Anyway, since i started going into salvia realm with a clear (clearer than before at least) mind and in that position, my trips have been fundamentally different, and utterly comprehensible.
 
I only ever do Salvia in the lotus position. It really helps me balance and ground my body and incites me not to move. It also removes much of the fear for me. The way Salvia messes with gravity and such is far less unpleasant that way. I can look at the alienation from a more meditative point of view and be more equanimous, simply because I feel safer. I find the lotus position helpful at any time when I go through any kind of disharmony... I sit like that on most trips at some point, and since the trip to Salvialand is so short I find it the perfect way to be positioned as I go through it. Salvia then feels much more like a 'coming home' .
 
Ximot said:
It also removes much of the fear for me.

exactly my experience; even the fear I feel is much more manageable because I literally feel grounded by sitting like that

Ximot said:
Salvia then feels much more like a 'coming home' .
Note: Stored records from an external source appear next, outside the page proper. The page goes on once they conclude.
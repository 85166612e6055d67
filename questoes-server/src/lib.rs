//! questoes-server: HTTP API over the `questoes` question bank
//!
//! Five operations (list, get, create, update, delete) over one Postgres
//! table plus a liveness probe at `/`. Handlers reach the database through
//! the [`db::QuestionStore`] trait, so the router can be exercised against
//! [`db::MemoryQuestionStore`] without a database.

pub mod db;
pub mod http;
pub mod models;

pub use db::{create_pool, MemoryQuestionStore, PgQuestionStore, QuestionStore, StoreError};
pub use http::{build_router, run_server, ApiError, ApiInfo, AppState, ServerConfig, ServerError};
pub use models::{Question, ValidationError};
//! Postgres pool construction
//!
//! `questoes serve` builds one pool at startup and hands it to
//! `PgQuestionStore`; handlers never open connections themselves.

use sqlx::postgres::PgPoolOptions;
use sqlx::PgPool;

/// Pool size used when `--max-connections` is not given
pub const DEFAULT_MAX_CONNECTIONS: u32 = 5;

/// Connect with [`DEFAULT_MAX_CONNECTIONS`].
pub async fn create_pool(database_url: &str) -> Result<PgPool, sqlx::Error> {
    create_pool_with_options(database_url, DEFAULT_MAX_CONNECTIONS).await
}

/// Connect eagerly, so a bad `DATABASE_URL` fails startup instead of the
/// first request.
pub async fn create_pool_with_options(
    database_url: &str,
    max_connections: u32,
) -> Result<PgPool, sqlx::Error> {
    tracing::debug!(max_connections, "connecting database pool");
    PgPoolOptions::new()
        .max_connections(max_connections)
        .connect(database_url)
        .await
}

#[cfg(test)]
mod tests {
    use std::collections::HashSet;

    use super::*;
    use crate::db::{PgQuestionStore, QuestionStore, SCHEMA};
    use crate::models::NewQuestion;

    fn database_url() -> String {
        std::env::var("DATABASE_URL").expect("DATABASE_URL required")
    }

    #[tokio::test]
    async fn malformed_url_is_rejected() {
        assert!(create_pool("not-a-database-url").await.is_err());
    }

    #[tokio::test]
    #[ignore = "requires database"]
    async fn default_pool_answers_store_ping() {
        let pool = create_pool(&database_url()).await.unwrap();
        PgQuestionStore::new(pool).ping().await.unwrap();
    }

    #[tokio::test]
    #[ignore = "requires database"]
    async fn small_pool_serves_concurrent_inserts() {
        let pool = create_pool_with_options(&database_url(), 2).await.unwrap();
        sqlx::query(SCHEMA).execute(&pool).await.unwrap();
        let store = PgQuestionStore::new(pool);

        let handles: Vec<_> = (0..8)
            .map(|i| {
                let store = store.clone();
                tokio::spawn(async move {
                    store
                        .create(NewQuestion {
                            enunciado: format!("pool {i}"),
                            disciplina: "Math".into(),
                            tema: "Concurrency".into(),
                            nivel: i.to_string(),
                        })
                        .await
                })
            })
            .collect();

        let mut ids = HashSet::new();
        for handle in handles {
            let created = handle.await.unwrap().unwrap();
            assert_eq!(created.tema, "Concurrency");
            ids.insert(created.id);
        }
        assert_eq!(ids.len(), 8);

        for id in ids {
            store.delete(id).await.unwrap();
        }
    }
}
Now if I smoke (a shitton) and meditate I do exactly "come home", just sitting in God's presence, free from the drunkeness of perception and timeflow. I don't really get the point of it though.

its exactly like Phillip Dick's hypothesis that all of time is an illusion and really our whole lives are us answering God's question of if we want oneness. When I'm right there with God the answer is lived.
 
All hail Philip K. Dick! Nearly finished Ubik - fuck! so insanely mind-bending it's SICK!